Supplied material START
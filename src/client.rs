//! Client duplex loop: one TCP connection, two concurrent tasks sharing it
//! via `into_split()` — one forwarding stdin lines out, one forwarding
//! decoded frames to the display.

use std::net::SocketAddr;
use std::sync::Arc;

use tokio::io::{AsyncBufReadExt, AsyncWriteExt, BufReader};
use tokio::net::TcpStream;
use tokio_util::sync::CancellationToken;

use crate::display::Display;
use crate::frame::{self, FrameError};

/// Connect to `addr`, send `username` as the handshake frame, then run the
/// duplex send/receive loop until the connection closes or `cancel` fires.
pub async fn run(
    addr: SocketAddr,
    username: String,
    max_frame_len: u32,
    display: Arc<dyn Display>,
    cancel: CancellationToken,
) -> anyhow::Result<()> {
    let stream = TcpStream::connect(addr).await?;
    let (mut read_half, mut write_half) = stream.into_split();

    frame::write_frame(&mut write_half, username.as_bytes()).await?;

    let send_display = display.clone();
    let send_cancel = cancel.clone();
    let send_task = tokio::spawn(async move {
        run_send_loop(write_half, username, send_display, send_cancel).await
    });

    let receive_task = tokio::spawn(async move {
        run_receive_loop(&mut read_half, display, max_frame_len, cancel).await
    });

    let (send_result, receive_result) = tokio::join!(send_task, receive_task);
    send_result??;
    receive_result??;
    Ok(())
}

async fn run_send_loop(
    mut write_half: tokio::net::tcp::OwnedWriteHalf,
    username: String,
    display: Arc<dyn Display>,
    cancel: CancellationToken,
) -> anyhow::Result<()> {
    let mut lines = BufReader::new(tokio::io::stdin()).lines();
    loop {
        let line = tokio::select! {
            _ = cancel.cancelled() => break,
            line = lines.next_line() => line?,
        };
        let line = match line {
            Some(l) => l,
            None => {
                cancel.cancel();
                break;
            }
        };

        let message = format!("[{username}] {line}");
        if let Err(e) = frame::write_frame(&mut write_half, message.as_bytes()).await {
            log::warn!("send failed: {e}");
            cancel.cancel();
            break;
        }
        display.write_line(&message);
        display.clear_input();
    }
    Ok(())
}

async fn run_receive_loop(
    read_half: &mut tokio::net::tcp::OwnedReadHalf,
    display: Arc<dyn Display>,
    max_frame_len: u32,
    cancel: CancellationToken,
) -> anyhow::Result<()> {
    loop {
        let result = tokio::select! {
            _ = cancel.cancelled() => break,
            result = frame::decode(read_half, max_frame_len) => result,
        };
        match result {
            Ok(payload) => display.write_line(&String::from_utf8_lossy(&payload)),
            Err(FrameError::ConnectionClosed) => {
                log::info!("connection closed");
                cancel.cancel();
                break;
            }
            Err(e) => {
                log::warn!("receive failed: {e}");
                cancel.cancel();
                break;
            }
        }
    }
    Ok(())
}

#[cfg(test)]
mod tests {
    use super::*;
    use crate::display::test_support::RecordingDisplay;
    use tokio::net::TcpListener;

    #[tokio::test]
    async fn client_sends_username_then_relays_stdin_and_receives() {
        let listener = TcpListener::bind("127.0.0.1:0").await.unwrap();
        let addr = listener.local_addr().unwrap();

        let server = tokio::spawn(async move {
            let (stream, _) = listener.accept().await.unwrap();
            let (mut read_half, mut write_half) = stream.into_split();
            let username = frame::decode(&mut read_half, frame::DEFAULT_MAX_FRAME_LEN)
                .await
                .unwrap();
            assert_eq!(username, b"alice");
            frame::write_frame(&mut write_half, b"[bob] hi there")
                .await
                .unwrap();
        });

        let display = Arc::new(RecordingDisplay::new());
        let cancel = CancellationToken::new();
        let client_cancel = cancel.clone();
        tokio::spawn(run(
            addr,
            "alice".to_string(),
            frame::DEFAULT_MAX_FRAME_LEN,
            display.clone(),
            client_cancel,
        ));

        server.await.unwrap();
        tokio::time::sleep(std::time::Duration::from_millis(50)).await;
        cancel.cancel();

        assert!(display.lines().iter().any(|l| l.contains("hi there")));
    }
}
Supplied material END
◆ Exercise description:
Lines from the start of the material through the line containing "let stream = TcpStream::connect(addr).await?;" are wanted. Write them out exactly.

◆ Answer to this exercise:
filename src/client.rs
//! Client duplex loop: one TCP connection, two concurrent tasks sharing it
//! via `into_split()` — one forwarding stdin lines out, one forwarding
//! decoded frames to the display.

use std::net::SocketAddr;
use std::sync::Arc;

use tokio::io::{AsyncBufReadExt, AsyncWriteExt, BufReader};
use tokio::net::TcpStream;
use tokio_util::sync::CancellationToken;

use crate::display::Display;
use crate::frame::{self, FrameError};

/// Connect to `addr`, send `username` as the handshake frame, then run the
/// duplex send/receive loop until the connection closes or `cancel` fires.
pub async fn run(
    addr: SocketAddr,
    username: String,
    max_frame_len: u32,
    display: Arc<dyn Display>,
    cancel: CancellationToken,
) -> anyhow::Result<()> {
    let stream = TcpStream::connect(addr).await?;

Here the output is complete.